Intro un po’ confusa per 7 Days “LuMaMeGiVeSaDo”, che in realtà si traduce in un intermezzo piuttosto sterile che strizza l’occhio al mondo country (almeno nella seconda parte), ma che risulta carente nella sua struttura e soprattutto nell’esposizione. Non proprio tra gli episodi più felici, soprattutto in relazione con quanto ascoltato fino ad ora.

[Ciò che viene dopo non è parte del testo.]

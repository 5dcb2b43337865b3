//! Cross-fixture references.
//!
//! A fixture loaded earlier can publish values (generated primary keys,
//! tokens, whole model instances) under a string identifier for fixtures
//! loaded later in the same run. Each run gets a fresh store.

use std::any::{Any, type_name};
use std::collections::HashMap;
use std::sync::Arc;

use parking_lot::RwLock;
use tokio_util::sync::CancellationToken;

use crate::error::{SeedingError, SeedingResult};

/// Opaque value held by a [`ReferenceStore`].
pub type ReferenceValue = Arc<dyn Any + Send + Sync>;

/// Thread-safe identifier to value map scoped to one load run.
///
/// Writers take the lock exclusively, readers share it.
///
/// # Examples
///
/// ```
/// use reinhardt_fixtures::references::ReferenceStore;
///
/// let store = ReferenceStore::new();
/// store.set("user:admin", 42_i64);
///
/// assert_eq!(*store.get::<i64>("user:admin").unwrap(), 42);
/// assert!(store.get::<i64>("user:guest").is_none());
/// ```
#[derive(Default)]
pub struct ReferenceStore {
	values: RwLock<HashMap<String, ReferenceValue>>,
}

impl ReferenceStore {
	/// Creates an empty store.
	pub fn new() -> Self {
		Self::default()
	}

	/// Stores `value` under `id`, replacing any previous value.
	pub fn set<T>(&self, id: impl Into<String>, value: T)
	where
		T: Any + Send + Sync,
	{
		self.set_raw(id, Arc::new(value));
	}

	/// Stores an already shared value under `id`.
	pub fn set_raw(&self, id: impl Into<String>, value: ReferenceValue) {
		self.values.write().insert(id.into(), value);
	}

	/// Returns the value stored under `id`, whatever its type.
	pub fn get_raw(&self, id: &str) -> Option<ReferenceValue> {
		self.values.read().get(id).cloned()
	}

	/// Returns the value stored under `id` if it has type `T`.
	pub fn get<T>(&self, id: &str) -> Option<Arc<T>>
	where
		T: Any + Send + Sync,
	{
		self.get_raw(id)?.downcast::<T>().ok()
	}

	/// Returns the value stored under `id`, failing when it is missing or of
	/// another type.
	///
	/// # Errors
	///
	/// [`SeedingError::ReferenceNotFound`] when nothing is stored under `id`,
	/// [`SeedingError::ReferenceTypeMismatch`] when the value is not a `T`.
	pub fn try_get<T>(&self, id: &str) -> SeedingResult<Arc<T>>
	where
		T: Any + Send + Sync,
	{
		let value = self
			.get_raw(id)
			.ok_or_else(|| SeedingError::ReferenceNotFound(id.to_string()))?;

		value
			.downcast::<T>()
			.map_err(|_| SeedingError::ReferenceTypeMismatch {
				id: id.to_string(),
				expected: type_name::<T>(),
			})
	}

	/// Returns true if a value is stored under `id`.
	pub fn contains(&self, id: &str) -> bool {
		self.values.read().contains_key(id)
	}

	/// Returns every stored identifier, in no particular order.
	pub fn keys(&self) -> Vec<String> {
		self.values.read().keys().cloned().collect()
	}

	/// Returns the number of stored references.
	pub fn len(&self) -> usize {
		self.values.read().len()
	}

	/// Returns true if nothing has been stored.
	pub fn is_empty(&self) -> bool {
		self.values.read().is_empty()
	}
}

impl std::fmt::Debug for ReferenceStore {
	fn fmt(&self, f: &mut std::fmt::Formatter<'_>) -> std::fmt::Result {
		let mut keys = self.keys();
		keys.sort();
		f.debug_struct("ReferenceStore")
			.field("keys", &keys)
			.finish()
	}
}

/// State handed to every fixture of one load run.
#[derive(Debug, Default)]
pub struct LoadContext {
	references: ReferenceStore,
	cancellation: CancellationToken,
}

impl LoadContext {
	/// Creates a context with an empty reference store.
	pub fn new() -> Self {
		Self::default()
	}

	/// Creates a context observing `cancellation`.
	pub fn with_cancellation(cancellation: CancellationToken) -> Self {
		Self {
			references: ReferenceStore::new(),
			cancellation,
		}
	}

	/// The run's reference store.
	pub fn references(&self) -> &ReferenceStore {
		&self.references
	}

	/// Token cancelled when the caller aborts the run.
	pub fn cancellation(&self) -> &CancellationToken {
		&self.cancellation
	}

	/// Returns true once the run has been cancelled.
	pub fn is_cancelled(&self) -> bool {
		self.cancellation.is_cancelled()
	}

	/// Shorthand for [`ReferenceStore::set`].
	pub fn set_reference<T>(&self, id: impl Into<String>, value: T)
	where
		T: Any + Send + Sync,
	{
		self.references.set(id, value);
	}

	/// Shorthand for [`ReferenceStore::try_get`].
	pub fn reference<T>(&self, id: &str) -> SeedingResult<Arc<T>>
	where
		T: Any + Send + Sync,
	{
		self.references.try_get(id)
	}
}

Differenti mondi musicali e più coerenti per Rebellion Party. Alla voce c’è Giacomo “Jac” Salani, ovvero colui che si è occupato delle registrazioni, editing, missaggio e masterizzazione di questo V. O. R. – Voice Of Rebellion Part 1. Il riff iniziale sembra davvero convincente e vi è la conferma dal fatto che la scelta dei cantanti è stata davvero l’arma vincente per risollevare il tutto. Qui, nello specifico, abbiamo più cambi di registro e più dinamica. Il solo di Bellini parte in maniera molto ispirata nella sua semplicità, perdendosi un po’ nel finale. Quest’ultimo si muove in ambienti hard rock tranquilli e oseremo dire di comfort, lasciando quella sensazione di “suonare per il puro piacere di farlo” (e come dargli torto?) senza spingersi troppo oltre. Purtroppo però la chiusura è tra le peggiori dell’intero disco.

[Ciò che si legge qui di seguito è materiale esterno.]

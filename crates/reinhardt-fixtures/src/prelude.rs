//! Convenience re-exports for common usage.
//!
//! ```ignore
//! use reinhardt_fixtures::prelude::*;
//! ```

pub use std::sync::Arc;

pub use async_trait::async_trait;

// Error types
pub use crate::error::{SeedingError, SeedingResult};

// Fixture types
pub use crate::fixtures::{
	Fixture, FixtureLoader, FixtureResolver, LoadConfig, LoadProgress, LoadResult,
	ProgressBarReporter,
};
pub use crate::references::{LoadContext, ReferenceStore};

// Schema types
pub use crate::schema::{
	Cleaner, Dialect, FixtureRow, QueryValue, SchemaInspector, SqlExecutor, TableResolver,
	TransactionExecutor, row,
};

#[cfg(feature = "sqlx-backend")]
pub use crate::backends::SqlxDatabase;
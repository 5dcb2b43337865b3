//! Fixture dependency resolution.
//!
//! Fixtures are ordered by a depth-first post-order walk over their required
//! relations, starting from the caller's fixtures in the order given. A
//! fixture is emitted once, after everything it requires. Fixtures reached
//! only through `required_relations` are part of the result as well.

use std::collections::HashSet;
use std::sync::Arc;

use indexmap::{IndexMap, IndexSet};

use super::Fixture;
use crate::error::{SeedingError, SeedingResult};

/// Orders fixtures so that requirements load before their dependents.
#[derive(Debug, Default, Clone, Copy)]
pub struct FixtureResolver;

impl FixtureResolver {
	/// Creates a new resolver.
	pub fn new() -> Self {
		Self
	}

	/// Resolves the load order of `fixtures`.
	///
	/// When no fixture declares relations the input is returned unchanged.
	/// Otherwise every reachable fixture appears exactly once, after all the
	/// fixtures it requires, and independent fixtures keep the order in
	/// which they were first reached.
	///
	/// # Errors
	///
	/// Returns [`SeedingError::CyclicFixtureDependency`] when fixtures
	/// require each other in a loop.
	pub fn order(&self, fixtures: &[Arc<dyn Fixture>]) -> SeedingResult<Vec<Arc<dyn Fixture>>> {
		let graph = DependencyGraph::build(fixtures);
		if !graph.has_relations() {
			return Ok(fixtures.to_vec());
		}

		let roots: Vec<&str> = fixtures.iter().map(|f| f.name()).collect();
		graph.sort(&roots)
	}

	/// Resolves `fixture` together with its transitive requirements.
	///
	/// The returned list ends with `fixture` itself.
	pub fn dependencies_of(
		&self,
		fixture: &Arc<dyn Fixture>,
	) -> SeedingResult<Vec<Arc<dyn Fixture>>> {
		let graph = DependencyGraph::build(std::slice::from_ref(fixture));
		graph.sort(&[fixture.name()])
	}

	/// Resolves `fixtures` and groups them by dependency depth.
	///
	/// Level 0 holds fixtures without requirements, level `n` holds fixtures
	/// whose deepest requirement sits on level `n - 1`. Fixtures of one level
	/// never depend on each other.
	pub fn levels(
		&self,
		fixtures: &[Arc<dyn Fixture>],
	) -> SeedingResult<Vec<Vec<Arc<dyn Fixture>>>> {
		let graph = DependencyGraph::build(fixtures);
		if !graph.has_relations() {
			return Ok(if fixtures.is_empty() {
				Vec::new()
			} else {
				vec![fixtures.to_vec()]
			});
		}

		let roots: Vec<&str> = fixtures.iter().map(|f| f.name()).collect();
		let ordered = graph.sort(&roots)?;

		let mut depths: IndexMap<&str, usize> = IndexMap::with_capacity(ordered.len());
		let mut levels: Vec<Vec<Arc<dyn Fixture>>> = Vec::new();

		for fixture in &ordered {
			let depth = graph
				.requirements(fixture.name())
				.iter()
				.filter_map(|name| depths.get(name.as_str()))
				.map(|depth| depth + 1)
				.max()
				.unwrap_or(0);
			depths.insert(fixture.name(), depth);

			if levels.len() <= depth {
				levels.resize_with(depth + 1, Vec::new);
			}
			levels[depth].push(Arc::clone(fixture));
		}

		Ok(levels)
	}
}

struct Node {
	fixture: Arc<dyn Fixture>,
	requires: Option<Vec<String>>,
}

/// Fixtures keyed by name, each with its relations resolved once.
struct DependencyGraph {
	nodes: IndexMap<String, Node>,
}

impl DependencyGraph {
	fn build(fixtures: &[Arc<dyn Fixture>]) -> Self {
		let mut nodes: IndexMap<String, Node> = IndexMap::with_capacity(fixtures.len());
		for fixture in fixtures {
			nodes
				.entry(fixture.name().to_string())
				.or_insert_with(|| Node {
					fixture: Arc::clone(fixture),
					requires: None,
				});
		}

		// The map grows while discovered requirements are appended.
		let mut index = 0;
		while index < nodes.len() {
			let relations = nodes[index].fixture.required_relations();

			if let Some(relations) = relations {
				let mut requires = Vec::with_capacity(relations.len());
				for relation in relations {
					let name = relation.name().to_string();
					nodes.entry(name.clone()).or_insert_with(|| Node {
						fixture: relation,
						requires: None,
					});
					requires.push(name);
				}
				nodes[index].requires = Some(requires);
			}

			index += 1;
		}

		Self { nodes }
	}

	fn has_relations(&self) -> bool {
		self.nodes.values().any(|node| node.requires.is_some())
	}

	fn requirements(&self, name: &str) -> &[String] {
		self.nodes
			.get(name)
			.and_then(|node| node.requires.as_deref())
			.unwrap_or_default()
	}

	fn sort(&self, roots: &[&str]) -> SeedingResult<Vec<Arc<dyn Fixture>>> {
		let mut walk = Walk {
			graph: self,
			visiting: IndexSet::new(),
			visited: HashSet::with_capacity(self.nodes.len()),
			ordered: Vec::with_capacity(self.nodes.len()),
		};

		for root in roots {
			walk.visit(root)?;
		}

		tracing::debug!(
			order = ?walk.ordered.iter().map(|f| f.name()).collect::<Vec<_>>(),
			"resolved fixture order"
		);
		Ok(walk.ordered)
	}
}

struct Walk<'g> {
	graph: &'g DependencyGraph,
	/// Fixtures on the current path, in visiting order.
	visiting: IndexSet<&'g str>,
	visited: HashSet<&'g str>,
	ordered: Vec<Arc<dyn Fixture>>,
}

impl<'g> Walk<'g> {
	fn visit(&mut self, name: &str) -> SeedingResult<()> {
		let graph = self.graph;
		let Some((_, key, node)) = graph.nodes.get_full(name) else {
			return Ok(());
		};
		let key = key.as_str();

		if self.visited.contains(key) {
			return Ok(());
		}
		if let Some(start) = self.visiting.get_index_of(key) {
			let mut path: Vec<String> = self
				.visiting
				.iter()
				.skip(start)
				.map(|name| name.to_string())
				.collect();
			path.push(key.to_string());
			return Err(SeedingError::CyclicFixtureDependency { path });
		}

		self.visiting.insert(key);
		for requirement in node.requires.iter().flatten() {
			self.visit(requirement)?;
		}
		self.visiting.pop();

		self.visited.insert(key);
		self.ordered.push(Arc::clone(&node.fixture));
		Ok(())
	}
}
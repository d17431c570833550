//! The calabash-android pipeline
//!
//! Runs `calabash-android resign` followed by `calabash-android run` against
//! the APK under test. Output is streamed straight through to the step log;
//! only the exit status is inspected, and any nonzero status is one terminal
//! test failure.

use std::path::Path;
use std::time::Duration;

use tracing::info;

use crate::command::ExternalCommand;
use crate::error::Result;
use crate::ruby::RubyEnv;

/// Drives the external calabash-android tool.
pub struct CalabashRunner {
    ruby: Option<RubyEnv>,
    use_bundle: bool,
    verbose: bool,
    echo: bool,
    program: String,
}

impl CalabashRunner {
    /// Create a runner in the given Ruby environment.
    pub fn new(ruby: RubyEnv, use_bundle: bool, verbose: bool) -> Self {
        Self {
            ruby: Some(ruby),
            use_bundle,
            verbose,
            echo: true,
            program: "calabash-android".to_string(),
        }
    }

    /// Create a runner that invokes calabash-android straight from PATH,
    /// without Ruby environment handling.
    pub fn standalone(verbose: bool) -> Self {
        Self {
            ruby: None,
            use_bundle: false,
            verbose,
            echo: true,
            program: "calabash-android".to_string(),
        }
    }

    /// Whether the `$ cmd ...` line is echoed to stdout before each
    /// invocation. Off for quiet runs and JSON output.
    pub fn with_echo(mut self, echo: bool) -> Self {
        self.echo = echo;
        self
    }

    /// Override the calabash-android executable. Used by tests to substitute
    /// a stub.
    pub fn with_program(mut self, program: impl Into<String>) -> Self {
        self.program = program.into();
        self
    }

    fn command(&self, subcommand: &str, apk: &Path, verbose_flag: bool) -> ExternalCommand {
        let apk = apk.to_string_lossy();
        let mut argv: Vec<&str> = vec![&self.program, subcommand, &apk];
        if verbose_flag {
            argv.push("-v");
        }
        match self.ruby {
            Some(ruby) => ruby.command(self.use_bundle, &argv),
            None => ExternalCommand::new(&self.program).args(argv[1..].iter().copied()),
        }
    }

    /// Resign the APK with the debug keystore.
    pub fn resign(&self, apk: &Path) -> Result<()> {
        let cmd = self.command("resign", apk, self.verbose);
        info!(command = %cmd.printable(), "resigning apk");
        if self.echo {
            println!("{}", cmd.printable());
        }
        cmd.run()
    }

    /// Run the UI tests against the APK, optionally under a wall-clock
    /// deadline.
    pub fn run(&self, apk: &Path, timeout: Option<Duration>) -> Result<()> {
        let cmd = self.command("run", apk, self.verbose);
        info!(command = %cmd.printable(), "running calabash-android tests");
        if self.echo {
            println!("{}", cmd.printable());
        }

        match timeout {
            Some(deadline) => cmd.run_with_deadline(deadline),
            None => cmd.run(),
        }
    }

    /// The full pipeline: resign, then run.
    pub fn resign_and_run(&self, apk: &Path, timeout: Option<Duration>) -> Result<()> {
        self.resign(apk)?;
        self.run(apk, timeout)
    }
}

#[cfg(test)]
mod tests {
    use super::*;
    use crate::ruby::RubyInstall;
    #[cfg(unix)]
    use std::os::unix::fs::PermissionsExt;
    #[cfg(unix)]
    use tempfile::TempDir;

    #[cfg(unix)]
    fn write_stub(dir: &Path, name: &str, log: &Path, exit: i32) -> std::path::PathBuf {
        let stub = dir.join(name);
        let script = format!(
            "#!/bin/sh\necho \"$@\" >> {log}\nexit {exit}\n",
            log = log.display(),
            exit = exit
        );
        std::fs::write(&stub, script).unwrap();
        std::fs::set_permissions(&stub, std::fs::Permissions::from_mode(0o755)).unwrap();
        stub
    }

    fn runner_with(program: &str, verbose: bool) -> CalabashRunner {
        CalabashRunner::standalone(verbose).with_program(program)
    }

    #[cfg(unix)]
    #[test]
    fn test_resign_then_run_order() {
        let temp = TempDir::new().unwrap();
        let log = temp.path().join("calls.log");
        let stub = write_stub(temp.path(), "calabash-android", &log, 0);

        let runner = runner_with(&stub.to_string_lossy(), false);
        runner
            .resign_and_run(Path::new("app.apk"), None)
            .unwrap();

        let recorded = std::fs::read_to_string(&log).unwrap();
        let calls: Vec<&str> = recorded.lines().collect();
        assert_eq!(calls, vec!["resign app.apk", "run app.apk"]);
    }

    #[cfg(unix)]
    #[test]
    fn test_verbose_appends_flag() {
        let temp = TempDir::new().unwrap();
        let log = temp.path().join("calls.log");
        let stub = write_stub(temp.path(), "calabash-android", &log, 0);

        let runner = runner_with(&stub.to_string_lossy(), true);
        runner.resign(Path::new("app.apk")).unwrap();

        let recorded = std::fs::read_to_string(&log).unwrap();
        assert_eq!(recorded.trim(), "resign app.apk -v");
    }

    #[cfg(unix)]
    #[test]
    fn test_nonzero_run_is_a_test_failure() {
        let temp = TempDir::new().unwrap();
        let log = temp.path().join("calls.log");
        let stub = write_stub(temp.path(), "calabash-android", &log, 1);

        let runner = runner_with(&stub.to_string_lossy(), false);
        let err = runner.resign_and_run(Path::new("app.apk"), None);
        assert!(err.is_err());

        // resign already failed, so run was never reached
        let recorded = std::fs::read_to_string(&log).unwrap();
        assert_eq!(recorded.lines().count(), 1);
    }

    #[test]
    fn test_bundle_exec_wraps_program() {
        let runner = CalabashRunner::new(RubyEnv::with_install(RubyInstall::Rvm), true, false);
        let cmd = runner.command("run", Path::new("app.apk"), false);
        assert_eq!(cmd.printable(), "$ bundle exec calabash-android run app.apk");
    }
}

Next Colors è rabbiosa e si gioca sulle ottave per quanto riguarda l’intro. Alessandro Marchetti dietro al microfono fa il suo dovere, ma si comincia ad avere una sensazione di “instabilità” con tutte le voci coinvolte nel dare il proprio contributo. Ovviamente non certo per la mancanza di doti vocali, anzi le voci sono interessanti e meritevoli di lodi. Ogni arrangiamento dà risalto a un timbro vocale particolare (proprio come deve essere), ma qui abbiamo forse un numero troppo elevato di interpreti e di conseguenza un altrettanto numero elevato di modi di intendere il sound di Bellini.
Questo porta a perdere quell’effetto rock diretto man mano che si va avanti con l’ascolto.

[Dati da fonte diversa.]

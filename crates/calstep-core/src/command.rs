//! Synchronous subprocess plumbing
//!
//! Every external tool the step touches goes through [`ExternalCommand`] so
//! spawn failures, nonzero exits, and deadlines are reported uniformly.

use std::path::{Path, PathBuf};
use std::process::{Command, Stdio};
use std::time::{Duration, Instant};

use tracing::debug;

use crate::error::{Result, ToolError};

/// Interval between child liveness checks when a deadline is set.
const POLL_INTERVAL: Duration = Duration::from_millis(100);

/// The `$ cmd arg ...` form used in log lines.
pub fn printable(program: &str, args: &[String]) -> String {
    if args.is_empty() {
        format!("$ {}", program)
    } else {
        format!("$ {} {}", program, args.join(" "))
    }
}

/// Builder for a single external tool invocation.
#[derive(Debug)]
pub struct ExternalCommand {
    program: String,
    args: Vec<String>,
    cwd: Option<PathBuf>,
    stdin: Option<String>,
    envs: Vec<(String, String)>,
}

impl ExternalCommand {
    /// Create a new command for the given program.
    pub fn new(program: impl Into<String>) -> Self {
        Self {
            program: program.into(),
            args: Vec::new(),
            cwd: None,
            stdin: None,
            envs: Vec::new(),
        }
    }

    /// Create a command from a full argv slice.
    ///
    /// An empty argv produces a command that fails to spawn.
    pub fn from_slice(argv: &[String]) -> Self {
        match argv.split_first() {
            Some((program, args)) => {
                let mut cmd = Self::new(program.clone());
                cmd.args = args.to_vec();
                cmd
            }
            None => Self::new(""),
        }
    }

    /// Append arguments.
    pub fn args<I, S>(mut self, args: I) -> Self
    where
        I: IntoIterator<Item = S>,
        S: Into<String>,
    {
        self.args.extend(args.into_iter().map(Into::into));
        self
    }

    /// Set the working directory.
    pub fn current_dir(mut self, cwd: impl Into<PathBuf>) -> Self {
        self.cwd = Some(cwd.into());
        self
    }

    /// Pipe the given string to the child's stdin.
    pub fn stdin(mut self, input: impl Into<String>) -> Self {
        self.stdin = Some(input.into());
        self
    }

    /// Set an environment variable for the child.
    pub fn env(mut self, key: impl Into<String>, value: impl Into<String>) -> Self {
        self.envs.push((key.into(), value.into()));
        self
    }

    /// The `$ cmd arg ...` form of this invocation.
    pub fn printable(&self) -> String {
        printable(&self.program, &self.args)
    }

    fn command_line(&self) -> String {
        if self.args.is_empty() {
            self.program.clone()
        } else {
            format!("{} {}", self.program, self.args.join(" "))
        }
    }

    fn build(&self, capture: bool) -> Command {
        let mut cmd = Command::new(&self.program);
        cmd.args(&self.args);
        if let Some(ref cwd) = self.cwd {
            cmd.current_dir(cwd);
        }
        for (key, value) in &self.envs {
            cmd.env(key, value);
        }
        if self.stdin.is_some() {
            cmd.stdin(Stdio::piped());
        }
        if capture {
            cmd.stdout(Stdio::piped());
            cmd.stderr(Stdio::piped());
        }
        cmd
    }

    fn feed_stdin(&self, child: &mut std::process::Child) -> Result<()> {
        if let Some(ref input) = self.stdin {
            use std::io::Write;
            if let Some(mut stdin) = child.stdin.take() {
                stdin
                    .write_all(input.as_bytes())
                    .map_err(|e| ToolError::SpawnFailed {
                        command: self.command_line(),
                        reason: format!("failed to write stdin: {}", e),
                    })?;
            }
        }
        Ok(())
    }

    /// Run the command with inherited stdout/stderr, failing on nonzero exit.
    pub fn run(&self) -> Result<()> {
        debug!(command = %self.command_line(), "running external command");

        let mut child = self.build(false).spawn().map_err(|e| ToolError::SpawnFailed {
            command: self.command_line(),
            reason: e.to_string(),
        })?;

        self.feed_stdin(&mut child)?;

        let status = child.wait().map_err(|e| ToolError::SpawnFailed {
            command: self.command_line(),
            reason: e.to_string(),
        })?;

        if !status.success() {
            return Err(ToolError::NonZeroExit {
                command: self.command_line(),
                code: status.code(),
            }
            .into());
        }

        Ok(())
    }

    /// Run the command and return its trimmed combined output.
    pub fn run_captured(&self) -> Result<String> {
        debug!(command = %self.command_line(), "running external command (captured)");

        let mut child = self.build(true).spawn().map_err(|e| ToolError::SpawnFailed {
            command: self.command_line(),
            reason: e.to_string(),
        })?;

        self.feed_stdin(&mut child)?;

        let output = child.wait_with_output().map_err(|e| ToolError::SpawnFailed {
            command: self.command_line(),
            reason: e.to_string(),
        })?;

        let stdout = String::from_utf8_lossy(&output.stdout);
        let stderr = String::from_utf8_lossy(&output.stderr);
        let combined = format!("{}\n{}", stdout.trim(), stderr.trim())
            .trim()
            .to_string();

        if !output.status.success() {
            return Err(ToolError::NonZeroExit {
                command: self.command_line(),
                code: output.status.code(),
            }
            .into());
        }

        Ok(combined)
    }

    /// Whether the command runs successfully; spawn failures count as false.
    /// Output is discarded rather than piped, so a chatty probe cannot fill
    /// a pipe buffer and stall.
    pub fn succeeds(&self) -> bool {
        let mut cmd = self.build(false);
        cmd.stdout(Stdio::null()).stderr(Stdio::null());
        cmd.status().map(|s| s.success()).unwrap_or(false)
    }

    /// Run the command with a wall-clock deadline.
    ///
    /// Polls the child with `try_wait`; when the deadline passes the child is
    /// killed and a timeout error is returned.
    pub fn run_with_deadline(&self, deadline: Duration) -> Result<()> {
        debug!(
            command = %self.command_line(),
            timeout_secs = deadline.as_secs(),
            "running external command with deadline"
        );

        let mut child = self.build(false).spawn().map_err(|e| ToolError::SpawnFailed {
            command: self.command_line(),
            reason: e.to_string(),
        })?;

        self.feed_stdin(&mut child)?;

        let started = Instant::now();
        loop {
            match child.try_wait() {
                Ok(Some(status)) => {
                    if !status.success() {
                        return Err(ToolError::NonZeroExit {
                            command: self.command_line(),
                            code: status.code(),
                        }
                        .into());
                    }
                    return Ok(());
                }
                Ok(None) => {
                    if started.elapsed() >= deadline {
                        let _ = child.kill();
                        let _ = child.wait();
                        return Err(ToolError::TimedOut {
                            command: self.command_line(),
                            seconds: deadline.as_secs(),
                        }
                        .into());
                    }
                    std::thread::sleep(POLL_INTERVAL);
                }
                Err(e) => {
                    return Err(ToolError::SpawnFailed {
                        command: self.command_line(),
                        reason: e.to_string(),
                    }
                    .into());
                }
            }
        }
    }
}

/// RAII working-directory change, restored on drop.
///
/// Restoration happens on every exit path, including early returns and
/// panics, while the guard is in scope.
pub struct ScopedDir {
    previous: PathBuf,
}

impl ScopedDir {
    /// Change the process working directory to `dir`.
    pub fn enter(dir: &Path) -> Result<Self> {
        let previous = std::env::current_dir()?;
        std::env::set_current_dir(dir)?;
        debug!(dir = %dir.display(), "entered working directory");
        Ok(Self { previous })
    }
}

impl Drop for ScopedDir {
    fn drop(&mut self) {
        if let Err(e) = std::env::set_current_dir(&self.previous) {
            tracing::warn!(
                dir = %self.previous.display(),
                error = %e,
                "failed to restore working directory"
            );
        }
    }
}

#[cfg(test)]
mod tests {
    use super::*;
    use tempfile::TempDir;

    #[test]
    fn test_printable() {
        assert_eq!(printable("envman", &[]), "$ envman");
        assert_eq!(
            printable(
                "calabash-android",
                &["run".to_string(), "app.apk".to_string()]
            ),
            "$ calabash-android run app.apk"
        );
    }

    #[test]
    fn test_from_slice() {
        let argv = vec![
            "keytool".to_string(),
            "-genkey".to_string(),
            "-v".to_string(),
        ];
        let cmd = ExternalCommand::from_slice(&argv);
        assert_eq!(cmd.printable(), "$ keytool -genkey -v");
    }

    #[cfg(unix)]
    #[test]
    fn test_run_captured() {
        let out = ExternalCommand::new("echo")
            .args(["hello"])
            .run_captured()
            .unwrap();
        assert_eq!(out, "hello");
    }

    #[cfg(unix)]
    #[test]
    fn test_run_nonzero_exit() {
        let err = ExternalCommand::new("false").run().unwrap_err();
        assert!(matches!(
            err,
            crate::error::StepError::Tool(ToolError::NonZeroExit { code: Some(1), .. })
        ));
    }

    #[cfg(unix)]
    #[test]
    fn test_succeeds_with_large_output() {
        // more than a pipe buffer of output must not stall the probe
        assert!(ExternalCommand::new("sh")
            .args(["-c", "yes | head -n 100000"])
            .succeeds());
        assert!(!ExternalCommand::new("sh").args(["-c", "exit 1"]).succeeds());
    }

    #[cfg(unix)]
    #[test]
    fn test_spawn_failure() {
        let err = ExternalCommand::new("definitely-not-a-real-tool-xyz")
            .run()
            .unwrap_err();
        assert!(matches!(
            err,
            crate::error::StepError::Tool(ToolError::SpawnFailed { .. })
        ));
    }

    #[cfg(unix)]
    #[test]
    fn test_stdin_piping() {
        let out = ExternalCommand::new("cat")
            .stdin("piped value")
            .run_captured()
            .unwrap();
        assert_eq!(out, "piped value");
    }

    #[cfg(unix)]
    #[test]
    fn test_deadline_kills_long_running_child() {
        let err = ExternalCommand::new("sleep")
            .args(["30"])
            .run_with_deadline(Duration::from_millis(200))
            .unwrap_err();
        assert!(matches!(
            err,
            crate::error::StepError::Tool(ToolError::TimedOut { .. })
        ));
    }

    #[cfg(unix)]
    #[test]
    fn test_deadline_passes_fast_child() {
        ExternalCommand::new("true")
            .run_with_deadline(Duration::from_secs(5))
            .unwrap();
    }

    #[test]
    fn test_scoped_dir_restores_on_drop() {
        let before = std::env::current_dir().unwrap();
        let temp = TempDir::new().unwrap();
        {
            let _guard = ScopedDir::enter(temp.path()).unwrap();
            assert_eq!(
                std::env::current_dir().unwrap().canonicalize().unwrap(),
                temp.path().canonicalize().unwrap()
            );
        }
        assert_eq!(std::env::current_dir().unwrap(), before);
    }
}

Ballad piuttosto giù di tono per Timeless, dove ascoltiamo degli appoggi di voce impostata di Claire Briant Nesti. Altro brano che nostro malgrado conferma la completa mancanza di attenzione del nostro axeman per i finali delle sue canzoni. Un aspetto molto importante che speriamo possa essere preso più in considerazione in futuro.
E in chiusura un episodio in musica di dubbio gusto, come già scritto in apertura.
Con Evo-Revolution si chiude davvero nel peggiore dei modi un disco che di certo ha rappresentato un passo avanti rispetto allo scorso Rebellion Party, ma che poteva essere concepito ancora meglio. Intro di cassa continua, echi di chitarra simil flamenco e cori di Andrea Agresti, singer qui chiamato in causa. Una confusione di stili in un mix davvero poco riuscito. Il brano è cantato in italiano e i limiti delle lyrics sono molti. In primis vengono completamente cambiati gli accenti naturali di alcune parole (cosa che in Italia è concessa solo a Max Pezzali, forse unico detentore di questo stile cantautorale) e si ha la sensazione di essere davanti, come già scritto, ad una sigla di un cartone anni 80 con protagonisti super eroi, robot e affini. Non vi è neppure dell’ironia (o comunque non l’abbiamo colta), ma semplicemente un esperimento (ci piace chiamarlo così) poco riuscito.